Maricopa County: Yes, We Deleted Election Data

This hearing is lawyerly but brutal. The congressman gets them to admit that they deleted the data ("but we archived it") and did not turn over subpoenaed data to the audit ("because they did not subpoena our archives, only our servers"). It turns out, though, that the data was deleted after the subpoenas arrived.

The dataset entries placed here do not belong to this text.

// ============================================================================
// GridPaint Scripting System - Rhai-based sandboxed scripting engine
// ============================================================================
//
// Scripts drive the same operations a front end would: pixels, shapes, fill,
// stamping, moves, layers, frames and history. Colors cross the boundary as
// hex strings, with "" meaning transparent. A script works on a copy of the
// project's document with a history of its own; the copy is adopted only
// when the script finishes without error.

use rhai::{Array, Engine, EvalAltResult, ImmutableString, Position, Scope};
use std::sync::{Arc, Mutex, MutexGuard};
use std::time::Instant;

use crate::canvas::{Color, Document};
use crate::components::history::HistoryManager;
use crate::compositor::composite_pixel;
use crate::error::EditError;
use crate::ops::canvas_ops;
use crate::ops::fill::flood_fill;
use crate::ops::shapes::{GridPoint, ShapeFillMode, ShapeKind, rasterize};
use crate::ops::stamp::{stamp_onto_layer, validate_stamp};
use crate::ops::transform::{MoveEngine, flip_layer_horizontal, flip_layer_vertical};
use crate::project::Project;

/// Default operation budget for one script run.
pub const DEFAULT_MAX_OPERATIONS: u64 = 50_000_000;

// ============================================================================
// Error type
// ============================================================================

#[derive(Debug, Clone, PartialEq, Eq)]
pub struct ScriptError {
    pub message: String,
    pub line: Option<usize>,
    pub column: Option<usize>,
}

impl ScriptError {
    fn at(message: String, pos: Position) -> Self {
        Self {
            message,
            line: pos.line().filter(|&l| l > 0),
            column: pos.position().filter(|&c| c > 0),
        }
    }
}

impl From<Box<EvalAltResult>> for ScriptError {
    fn from(e: Box<EvalAltResult>) -> Self {
        let pos = e.position();
        ScriptError::at(e.to_string(), pos)
    }
}

impl std::fmt::Display for ScriptError {
    fn fmt(&self, f: &mut std::fmt::Formatter<'_>) -> std::fmt::Result {
        if let (Some(line), Some(col)) = (self.line, self.column) {
            write!(f, "Line {}, Col {}: {}", line, col, self.message)
        } else if let Some(line) = self.line {
            write!(f, "Line {}: {}", line, self.message)
        } else {
            write!(f, "{}", self.message)
        }
    }
}

impl std::error::Error for ScriptError {}

/// What a finished run produced. Console output is kept even when the
/// script fails.
#[derive(Debug)]
pub struct ScriptOutcome {
    pub console_output: Vec<String>,
    pub elapsed_ms: u64,
    pub result: Result<(), ScriptError>,
}

// ============================================================================
// Script context - shared mutable state between engine and host functions
// ============================================================================

#[derive(Clone)]
struct ScriptContext {
    document: Document,
    history: HistoryManager,
    console_output: Vec<String>,
}

type SharedContext = Arc<Mutex<ScriptContext>>;
type HostResult<T> = Result<T, Box<EvalAltResult>>;

fn lock(ctx: &SharedContext) -> MutexGuard<'_, ScriptContext> {
    ctx.lock().unwrap_or_else(|e| e.into_inner())
}

fn host_err(e: EditError) -> Box<EvalAltResult> {
    e.to_string().into()
}

fn parse_color(s: &str) -> HostResult<Color> {
    Color::from_hex(s).map_err(host_err)
}

fn color_str(c: Color) -> String {
    c.to_hex().unwrap_or_default()
}

fn coord(v: i64) -> i32 {
    v.clamp(i32::MIN as i64, i32::MAX as i64) as i32
}

fn index(v: i64) -> HostResult<usize> {
    usize::try_from(v).map_err(|_| format!("Index {} is negative", v).into())
}

// ============================================================================
// Engine construction with full sandbox + API registration
// ============================================================================

/// Create a new sandboxed Rhai engine with all host functions registered.
fn create_engine(ctx: SharedContext, max_operations: u64) -> Engine {
    let mut engine = Engine::new();

    // ── Sandbox limits ──
    engine.set_max_operations(max_operations);
    engine.set_max_call_levels(64);
    engine.set_max_expr_depths(64, 64);
    engine.set_max_string_size(10_000);
    engine.set_max_array_size(MAX_STAMP_CELLS);
    engine.set_max_map_size(1_000);

    register_document_api(&mut engine, ctx.clone());
    register_pixel_api(&mut engine, ctx.clone());
    register_shape_api(&mut engine, ctx.clone());
    register_transform_api(&mut engine, ctx.clone());
    register_layer_api(&mut engine, ctx.clone());
    register_frame_api(&mut engine, ctx.clone());
    register_history_api(&mut engine, ctx.clone());
    register_utility_api(&mut engine, ctx);

    engine
}

/// Largest array a script may build, enough for a full-grid stamp.
const MAX_STAMP_CELLS: usize = crate::canvas::MAX_GRID_SIZE * crate::canvas::MAX_GRID_SIZE;

// ============================================================================
// Document info API
// ============================================================================

fn register_document_api(engine: &mut Engine, ctx: SharedContext) {
    let c = ctx.clone();
    engine.register_fn("grid_size", move || -> i64 { lock(&c).document.grid_size() as i64 });

    let c = ctx.clone();
    engine.register_fn("frame_count", move || -> i64 { lock(&c).document.frame_count() as i64 });

    let c = ctx.clone();
    engine.register_fn("layer_count", move || -> i64 {
        lock(&c).document.active_frame().layer_count() as i64
    });

    let c = ctx.clone();
    engine.register_fn("active_frame", move || -> i64 {
        lock(&c).document.current_frame_index() as i64
    });

    let c = ctx.clone();
    engine.register_fn("active_layer", move || -> i64 {
        lock(&c).document.current_layer_index() as i64
    });

    // resize(n) - every layer of every frame, anchored top-left
    let c = ctx;
    engine.register_fn("resize", move |size: i64| -> HostResult<()> {
        lock(&c).document.resize(index(size)?).map_err(host_err)
    });
}

// ============================================================================
// Pixel access API (active layer of the active frame)
// ============================================================================

fn register_pixel_api(engine: &mut Engine, ctx: SharedContext) {
    // get_pixel(x, y) -> "#rrggbb" or "" (transparent or off-grid)
    let c = ctx.clone();
    engine.register_fn("get_pixel", move |x: i64, y: i64| -> String {
        let lock = lock(&c);
        lock.document
            .active_layer()
            .pixels
            .get_xy(coord(x), coord(y))
            .map(color_str)
            .unwrap_or_default()
    });

    // set_pixel(x, y, color) -> whether the cell was on the grid
    let c = ctx.clone();
    engine.register_fn(
        "set_pixel",
        move |x: i64, y: i64, color: ImmutableString| -> HostResult<bool> {
            let color = parse_color(&color)?;
            let mut lock = lock(&c);
            Ok(lock
                .document
                .active_layer_mut()
                .pixels
                .set_xy(coord(x), coord(y), color))
        },
    );

    // composite_pixel(x, y) - what the viewer would show at (x, y)
    let c = ctx.clone();
    engine.register_fn("composite_pixel", move |x: i64, y: i64| -> String {
        let lock = lock(&c);
        let frame = lock.document.active_frame();
        match lock.document.active_layer().pixels.index_of(coord(x), coord(y)) {
            Some(i) => color_str(composite_pixel(frame, i)),
            None => String::new(),
        }
    });

    // fill(x, y, color) -> cells recolored
    let c = ctx.clone();
    engine.register_fn(
        "fill",
        move |x: i64, y: i64, color: ImmutableString| -> HostResult<i64> {
            let color = parse_color(&color)?;
            let mut lock = lock(&c);
            let layer = lock.document.active_layer_mut();
            let Some(start) = layer.pixels.index_of(coord(x), coord(y)) else {
                return Ok(0);
            };
            Ok(flood_fill(layer, start, color) as i64)
        },
    );

    // clear(color) - whole active layer
    let c = ctx.clone();
    engine.register_fn("clear", move |color: ImmutableString| -> HostResult<()> {
        let color = parse_color(&color)?;
        canvas_ops::clear_layer(&mut lock(&c).document, color);
        Ok(())
    });

    // stamp(x, y, w, h, colors) - centred on (x, y)
    let c = ctx;
    engine.register_fn(
        "stamp",
        move |x: i64, y: i64, w: i64, h: i64, colors: Array| -> HostResult<i64> {
            let colors = colors
                .into_iter()
                .map(|d| {
                    let s = d.into_string().map_err(|t| format!("Stamp color must be a string, got {}", t))?;
                    parse_color(&s)
                })
                .collect::<HostResult<Vec<Color>>>()?;
            let (w, h) = (index(w)?, index(h)?);
            validate_stamp(w, h, &colors).map_err(host_err)?;
            let mut lock = lock(&c);
            let written =
                stamp_onto_layer(lock.document.active_layer_mut(), coord(x), coord(y), w, h, &colors);
            Ok(written as i64)
        },
    );
}
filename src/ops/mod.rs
pub mod canvas_ops;
pub mod fill;
pub mod scripting;
pub mod shapes;
pub mod stamp;
pub mod transform;
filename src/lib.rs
//! GridPaint - layered raster editing engine for a pixel-art editor.
//!
//! A [`project::Project`] owns one [`canvas::Document`] (frames of layers of
//! square pixel grids), its undo history and the active tool session.
//! Scripts, the CLI and any front end drive it through the same operations.

pub mod canvas;
pub mod cli;
pub mod components;
pub mod compositor;
pub mod error;
pub mod io;
pub mod logger;
pub mod ops;
pub mod project;
pub mod settings;

pub use canvas::{Color, Document, Frame, Layer, MAX_GRID_SIZE, PixelBuffer};
pub use components::history::HistoryManager;
pub use components::tools::{Tool, ToolEvent, ToolFeedback};
pub use error::{EditError, EditResult};
pub use project::Project;
pub use settings::EngineSettings;
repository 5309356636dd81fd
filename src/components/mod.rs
pub mod history;
pub mod tools;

Then he gets them to intimate that this 'archiving' of data is just standard practice due to the needs of clearing out space on servers for the next election. "Can you explain, then," he asks only after giving them all this rope, "why the records from earlier elections are still present?"

Oh.

3 comments:

Christopher B said...

I don't know if the Democrats won several elections by fraud but they certainly seem determined to give everyone the impression they did.

Texan99 said...

"I've been playing evasive games with you, but you can totally believe what I say from now on, and I'll bristle with indignation if you don't, you conspiracy theorist."

Christopher B said...

On a more serious note, many of these revelations have made me reconsider the primacy of pushing for voter id. While it obviously has some utility, it appears that the real wholesale fraud occurs long after ballots are actually cast by injecting pre-prepared ballots into the system at mass counting locations, other forms of vote duplication such as repeated counts of ballot batches, and the obvious problems with distributing ballots by mail. It appears that what is really needed is strict auditing and balancing of the number of ballots distributed, cast, collected, and counted since identifying a fake ballot once it has been separated from the originating location is so unlikely as to be impossible.

Stalin was right that it's not the votes but who counts them that really matters.